__TASK TO COMPLETE__: The answer is the full set of records below, transcribed exactly.

(Recorded data)
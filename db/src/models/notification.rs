use chrono::{DateTime, Utc};
use sea_orm::ActiveValue::Set;
use sea_orm::entity::prelude::*;
use sea_orm::sea_query::Expr;
use sea_orm::{PaginatorTrait, QueryOrder};
use serde::Serialize;

/// In-app notification.
///
/// Unread rows double as the reconciliation sweep's de-duplication ledger: a row
/// with the same `(user_id, room_id, schedule_id, subject_user_id, kind)` that is
/// still unread suppresses a new one. Once read, the same event may fire again.
#[derive(Clone, Debug, PartialEq, DeriveEntityModel, Serialize)]
#[sea_orm(table_name = "notifications")]
pub struct Model {
    #[sea_orm(primary_key)]
    pub id: i64,
    /// Recipient.
    pub user_id: i64,
    pub title: String,
    pub message: String,
    pub room_id: Option<i64>,
    #[serde(skip_serializing)]
    pub schedule_id: Option<i64>,
    /// The student the notification is about, when the recipient is a teacher.
    #[serde(skip_serializing)]
    pub subject_user_id: Option<i64>,
    #[serde(skip_serializing)]
    pub kind: Option<String>,
    pub is_read: bool,
    pub created_at: DateTime<Utc>,
}

#[derive(Copy, Clone, Debug, EnumIter, DeriveRelation)]
pub enum Relation {
    #[sea_orm(
        belongs_to = "super::user::Entity",
        from = "Column::UserId",
        to = "super::user::Column::Id",
        on_delete = "Cascade"
    )]
    User,
}

impl Related<super::user::Entity> for Entity {
    fn to() -> RelationDef {
        Relation::User.def()
    }
}

impl ActiveModelBehavior for ActiveModel {}

/// Structured identity of a notification, used for de-duplication.
#[derive(Debug, Clone, Default, PartialEq, Eq)]
pub struct DedupKey {
    pub room_id: Option<i64>,
    pub schedule_id: Option<i64>,
    pub subject_user_id: Option<i64>,
    pub kind: Option<String>,
}

impl Model {
    pub async fn create<C: ConnectionTrait>(
        db: &C,
        user_id: i64,
        title: &str,
        message: &str,
        key: &DedupKey,
    ) -> Result<Model, DbErr> {
        ActiveModel {
            user_id: Set(user_id),
            title: Set(title.to_owned()),
            message: Set(message.to_owned()),
            room_id: Set(key.room_id),
            schedule_id: Set(key.schedule_id),
            subject_user_id: Set(key.subject_user_id),
            kind: Set(key.kind.clone()),
            is_read: Set(false),
            created_at: Set(Utc::now()),
            ..Default::default()
        }
        .insert(db)
        .await
    }

    /// Whether `user_id` already holds an unread notification matching `key`.
    pub async fn unread_exists<C: ConnectionTrait>(
        db: &C,
        user_id: i64,
        key: &DedupKey,
    ) -> Result<bool, DbErr> {
        let mut query = Entity::find()
            .filter(Column::UserId.eq(user_id))
            .filter(Column::IsRead.eq(false));

        query = match key.room_id {
            Some(id) => query.filter(Column::RoomId.eq(id)),
            None => query.filter(Column::RoomId.is_null()),
        };
        query = match key.schedule_id {
            Some(id) => query.filter(Column::ScheduleId.eq(id)),
            None => query.filter(Column::ScheduleId.is_null()),
        };
        query = match key.subject_user_id {
            Some(id) => query.filter(Column::SubjectUserId.eq(id)),
            None => query.filter(Column::SubjectUserId.is_null()),
        };
        query = match &key.kind {
            Some(kind) => query.filter(Column::Kind.eq(kind.as_str())),
            None => query.filter(Column::Kind.is_null()),
        };

        Ok(query.count(db).await? > 0)
    }

    /// All notifications for a user, newest first.
    pub async fn list_for_user(db: &DbConn, user_id: i64) -> Result<Vec<Model>, DbErr> {
        Entity::find()
            .filter(Column::UserId.eq(user_id))
            .order_by_desc(Column::CreatedAt)
            .order_by_desc(Column::Id)
            .all(db)
            .await
    }

    /// Marks one of the user's notifications as read. `false` if it does not exist
    /// or belongs to someone else.
    pub async fn mark_read(db: &DbConn, user_id: i64, id: i64) -> Result<bool, DbErr> {
        let res = Entity::update_many()
            .col_expr(Column::IsRead, Expr::value(true))
            .filter(Column::Id.eq(id))
            .filter(Column::UserId.eq(user_id))
            .exec(db)
            .await?;
        Ok(res.rows_affected > 0)
    }

    /// Returns the number of rows flipped to read.
    pub async fn mark_all_read(db: &DbConn, user_id: i64) -> Result<u64, DbErr> {
        let res = Entity::update_many()
            .col_expr(Column::IsRead, Expr::value(true))
            .filter(Column::UserId.eq(user_id))
            .filter(Column::IsRead.eq(false))
            .exec(db)
            .await?;
        Ok(res.rows_affected)
    }
}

__RESPONSE BELOW__:
filename db/src/models/notification.rs
use chrono::{DateTime, Utc};
use sea_orm::ActiveValue::Set;
use sea_orm::entity::prelude::*;
use sea_orm::sea_query::Expr;
use sea_orm::{PaginatorTrait, QueryOrder};
use serde::Serialize;

/// In-app notification.
///
/// Unread rows double as the reconciliation sweep's de-duplication ledger: a row
/// with the same `(user_id, room_id, schedule_id, subject_user_id, kind)` that is
/// still unread suppresses a new one. Once read, the same event may fire again.
#[derive(Clone, Debug, PartialEq, DeriveEntityModel, Serialize)]
#[sea_orm(table_name = "notifications")]
pub struct Model {
    #[sea_orm(primary_key)]
    pub id: i64,
    /// Recipient.
    pub user_id: i64,
    pub title: String,
    pub message: String,
    pub room_id: Option<i64>,
    #[serde(skip_serializing)]
    pub schedule_id: Option<i64>,
    /// The student the notification is about, when the recipient is a teacher.
    #[serde(skip_serializing)]
    pub subject_user_id: Option<i64>,
    #[serde(skip_serializing)]
    pub kind: Option<String>,
    pub is_read: bool,
    pub created_at: DateTime<Utc>,
}

#[derive(Copy, Clone, Debug, EnumIter, DeriveRelation)]
pub enum Relation {
    #[sea_orm(
        belongs_to = "super::user::Entity",
        from = "Column::UserId",
        to = "super::user::Column::Id",
        on_delete = "Cascade"
    )]
    User,
}

impl Related<super::user::Entity> for Entity {
    fn to() -> RelationDef {
        Relation::User.def()
    }
}

impl ActiveModelBehavior for ActiveModel {}

/// Structured identity of a notification, used for de-duplication.
#[derive(Debug, Clone, Default, PartialEq, Eq)]
pub struct DedupKey {
    pub room_id: Option<i64>,
    pub schedule_id: Option<i64>,
    pub subject_user_id: Option<i64>,
    pub kind: Option<String>,
}

impl Model {
    pub async fn create<C: ConnectionTrait>(
        db: &C,
        user_id: i64,
        title: &str,
        message: &str,
        key: &DedupKey,
    ) -> Result<Model, DbErr> {
        ActiveModel {
            user_id: Set(user_id),
            title: Set(title.to_owned()),
            message: Set(message.to_owned()),
            room_id: Set(key.room_id),
            schedule_id: Set(key.schedule_id),
            subject_user_id: Set(key.subject_user_id),
            kind: Set(key.kind.clone()),
            is_read: Set(false),
            created_at: Set(Utc::now()),
            ..Default::default()
        }
        .insert(db)
        .await
    }

    /// Whether `user_id` already holds an unread notification matching `key`.
    pub async fn unread_exists<C: ConnectionTrait>(
        db: &C,
        user_id: i64,
        key: &DedupKey,
    ) -> Result<bool, DbErr> {
        let mut query = Entity::find()
            .filter(Column::UserId.eq(user_id))
            .filter(Column::IsRead.eq(false));

        query = match key.room_id {
            Some(id) => query.filter(Column::RoomId.eq(id)),
            None => query.filter(Column::RoomId.is_null()),
        };
        query = match key.schedule_id {
            Some(id) => query.filter(Column::ScheduleId.eq(id)),
            None => query.filter(Column::ScheduleId.is_null()),
        };
        query = match key.subject_user_id {
            Some(id) => query.filter(Column::SubjectUserId.eq(id)),
            None => query.filter(Column::SubjectUserId.is_null()),
        };
        query = match &key.kind {
            Some(kind) => query.filter(Column::Kind.eq(kind.as_str())),
            None => query.filter(Column::Kind.is_null()),
        };

        Ok(query.count(db).await? > 0)
    }

    /// All notifications for a user, newest first.
    pub async fn list_for_user(db: &DbConn, user_id: i64) -> Result<Vec<Model>, DbErr> {
        Entity::find()
            .filter(Column::UserId.eq(user_id))
            .order_by_desc(Column::CreatedAt)
            .order_by_desc(Column::Id)
            .all(db)
            .await
    }

    /// Marks one of the user's notifications as read. `false` if it does not exist
    /// or belongs to someone else.
    pub async fn mark_read(db: &DbConn, user_id: i64, id: i64) -> Result<bool, DbErr> {
        let res = Entity::update_many()
            .col_expr(Column::IsRead, Expr::value(true))
            .filter(Column::Id.eq(id))
            .filter(Column::UserId.eq(user_id))
            .exec(db)
            .await?;
        Ok(res.rows_affected > 0)
    }

    /// Returns the number of rows flipped to read.
    pub async fn mark_all_read(db: &DbConn, user_id: i64) -> Result<u64, DbErr> {
        let res = Entity::update_many()
            .col_expr(Column::IsRead, Expr::value(true))
            .filter(Column::UserId.eq(user_id))
            .filter(Column::IsRead.eq(false))
            .exec(db)
            .await?;
        Ok(res.rows_affected)
    }
}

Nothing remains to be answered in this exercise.